WHAT IS BEING ASKED
Each line of the data below that includes the string "upgrade" must be copied.

SOURCE DATA
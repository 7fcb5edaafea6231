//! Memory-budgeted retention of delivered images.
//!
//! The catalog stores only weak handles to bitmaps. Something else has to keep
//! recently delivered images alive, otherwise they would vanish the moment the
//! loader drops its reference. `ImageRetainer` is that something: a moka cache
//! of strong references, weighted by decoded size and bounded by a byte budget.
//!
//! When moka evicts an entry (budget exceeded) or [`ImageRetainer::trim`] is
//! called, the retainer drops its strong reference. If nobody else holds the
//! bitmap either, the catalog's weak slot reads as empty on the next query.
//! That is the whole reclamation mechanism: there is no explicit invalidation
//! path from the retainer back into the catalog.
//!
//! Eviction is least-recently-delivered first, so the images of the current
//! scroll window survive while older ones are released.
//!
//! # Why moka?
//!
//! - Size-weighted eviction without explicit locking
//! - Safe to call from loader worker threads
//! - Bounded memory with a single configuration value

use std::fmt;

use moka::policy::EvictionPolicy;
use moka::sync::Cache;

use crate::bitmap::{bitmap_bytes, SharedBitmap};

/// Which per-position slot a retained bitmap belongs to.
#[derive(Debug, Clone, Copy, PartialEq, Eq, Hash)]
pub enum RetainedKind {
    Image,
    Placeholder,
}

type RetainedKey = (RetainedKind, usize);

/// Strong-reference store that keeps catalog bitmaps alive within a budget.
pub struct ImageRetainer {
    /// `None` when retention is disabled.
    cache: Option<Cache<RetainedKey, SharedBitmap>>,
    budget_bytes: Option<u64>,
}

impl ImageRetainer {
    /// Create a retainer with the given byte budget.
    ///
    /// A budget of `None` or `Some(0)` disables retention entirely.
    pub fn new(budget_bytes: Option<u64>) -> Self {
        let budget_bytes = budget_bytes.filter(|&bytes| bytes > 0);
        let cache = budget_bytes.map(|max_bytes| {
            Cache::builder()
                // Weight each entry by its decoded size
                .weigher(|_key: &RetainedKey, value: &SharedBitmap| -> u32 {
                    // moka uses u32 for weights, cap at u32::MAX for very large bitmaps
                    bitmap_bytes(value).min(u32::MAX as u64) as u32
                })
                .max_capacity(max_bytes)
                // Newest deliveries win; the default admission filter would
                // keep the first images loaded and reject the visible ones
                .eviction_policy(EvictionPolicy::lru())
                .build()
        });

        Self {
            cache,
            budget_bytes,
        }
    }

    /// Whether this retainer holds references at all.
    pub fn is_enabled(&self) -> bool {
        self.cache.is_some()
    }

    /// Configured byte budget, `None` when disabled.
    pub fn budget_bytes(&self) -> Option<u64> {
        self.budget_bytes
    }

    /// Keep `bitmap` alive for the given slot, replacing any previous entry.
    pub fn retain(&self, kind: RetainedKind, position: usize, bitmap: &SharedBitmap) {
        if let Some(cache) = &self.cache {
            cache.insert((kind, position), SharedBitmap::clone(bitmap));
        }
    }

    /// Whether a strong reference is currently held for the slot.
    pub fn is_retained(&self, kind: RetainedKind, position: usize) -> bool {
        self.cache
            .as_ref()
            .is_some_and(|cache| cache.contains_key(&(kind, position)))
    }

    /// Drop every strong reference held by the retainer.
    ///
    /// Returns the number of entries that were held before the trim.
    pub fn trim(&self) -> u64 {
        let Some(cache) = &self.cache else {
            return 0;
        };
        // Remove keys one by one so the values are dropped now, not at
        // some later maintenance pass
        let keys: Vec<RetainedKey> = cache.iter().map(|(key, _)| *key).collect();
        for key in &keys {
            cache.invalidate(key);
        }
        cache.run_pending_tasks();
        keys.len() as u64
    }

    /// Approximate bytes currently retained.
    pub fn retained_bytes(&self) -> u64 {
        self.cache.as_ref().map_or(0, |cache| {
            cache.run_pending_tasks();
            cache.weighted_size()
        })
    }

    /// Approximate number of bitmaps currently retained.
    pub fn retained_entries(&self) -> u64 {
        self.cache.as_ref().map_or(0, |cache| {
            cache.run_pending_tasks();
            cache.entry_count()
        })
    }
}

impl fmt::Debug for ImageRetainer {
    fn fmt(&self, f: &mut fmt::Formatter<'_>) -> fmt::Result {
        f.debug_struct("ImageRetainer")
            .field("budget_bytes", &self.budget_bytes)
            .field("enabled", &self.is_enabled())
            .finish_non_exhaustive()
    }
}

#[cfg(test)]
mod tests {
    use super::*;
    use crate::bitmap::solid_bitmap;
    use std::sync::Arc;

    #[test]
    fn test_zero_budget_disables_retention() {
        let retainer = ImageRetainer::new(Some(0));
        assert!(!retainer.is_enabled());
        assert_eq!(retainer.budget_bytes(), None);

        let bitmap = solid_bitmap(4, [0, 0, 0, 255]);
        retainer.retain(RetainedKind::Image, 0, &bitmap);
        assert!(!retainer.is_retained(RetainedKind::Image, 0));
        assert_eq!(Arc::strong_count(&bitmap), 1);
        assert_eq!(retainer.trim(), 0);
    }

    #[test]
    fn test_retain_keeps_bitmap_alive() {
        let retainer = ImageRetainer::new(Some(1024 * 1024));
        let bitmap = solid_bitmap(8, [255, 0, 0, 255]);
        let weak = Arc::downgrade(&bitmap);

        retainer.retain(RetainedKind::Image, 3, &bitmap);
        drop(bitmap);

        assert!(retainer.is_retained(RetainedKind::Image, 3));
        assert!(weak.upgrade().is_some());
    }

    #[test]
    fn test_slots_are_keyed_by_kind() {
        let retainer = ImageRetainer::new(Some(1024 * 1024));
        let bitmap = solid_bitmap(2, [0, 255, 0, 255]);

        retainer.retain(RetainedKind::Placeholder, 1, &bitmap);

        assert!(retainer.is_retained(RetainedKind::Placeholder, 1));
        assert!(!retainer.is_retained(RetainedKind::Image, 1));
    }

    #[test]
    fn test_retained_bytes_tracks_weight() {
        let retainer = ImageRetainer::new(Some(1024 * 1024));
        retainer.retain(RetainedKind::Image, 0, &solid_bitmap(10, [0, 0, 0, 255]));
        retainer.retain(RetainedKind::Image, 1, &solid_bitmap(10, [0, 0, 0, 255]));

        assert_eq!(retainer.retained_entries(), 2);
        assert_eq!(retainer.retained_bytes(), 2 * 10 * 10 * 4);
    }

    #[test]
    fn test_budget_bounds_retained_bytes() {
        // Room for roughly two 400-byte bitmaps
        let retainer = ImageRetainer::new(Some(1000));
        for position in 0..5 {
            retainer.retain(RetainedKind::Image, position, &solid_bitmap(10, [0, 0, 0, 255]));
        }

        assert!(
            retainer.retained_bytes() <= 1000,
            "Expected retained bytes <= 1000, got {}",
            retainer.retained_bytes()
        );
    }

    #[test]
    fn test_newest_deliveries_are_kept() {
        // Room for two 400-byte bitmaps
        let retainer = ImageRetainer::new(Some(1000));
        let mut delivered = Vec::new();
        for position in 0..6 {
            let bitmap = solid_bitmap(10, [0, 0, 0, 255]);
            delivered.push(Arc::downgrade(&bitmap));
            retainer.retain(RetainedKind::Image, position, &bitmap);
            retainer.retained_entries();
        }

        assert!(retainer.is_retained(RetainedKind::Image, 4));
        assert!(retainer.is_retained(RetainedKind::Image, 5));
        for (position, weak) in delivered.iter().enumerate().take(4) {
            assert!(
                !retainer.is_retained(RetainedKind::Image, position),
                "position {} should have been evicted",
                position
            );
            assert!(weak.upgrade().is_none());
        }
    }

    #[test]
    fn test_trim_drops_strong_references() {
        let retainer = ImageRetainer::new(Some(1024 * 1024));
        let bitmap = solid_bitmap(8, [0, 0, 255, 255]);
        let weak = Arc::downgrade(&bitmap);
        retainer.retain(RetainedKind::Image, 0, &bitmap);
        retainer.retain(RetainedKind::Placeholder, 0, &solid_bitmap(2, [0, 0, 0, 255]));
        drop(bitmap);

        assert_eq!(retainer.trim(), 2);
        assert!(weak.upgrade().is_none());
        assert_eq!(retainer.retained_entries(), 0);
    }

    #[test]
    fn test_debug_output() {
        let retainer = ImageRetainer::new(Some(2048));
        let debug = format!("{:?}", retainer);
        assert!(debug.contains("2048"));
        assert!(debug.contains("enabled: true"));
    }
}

RESULT OF THE TASK
        assert!(weak.upgrade().is_some());
            assert!(weak.upgrade().is_none());
        assert!(weak.upgrade().is_none());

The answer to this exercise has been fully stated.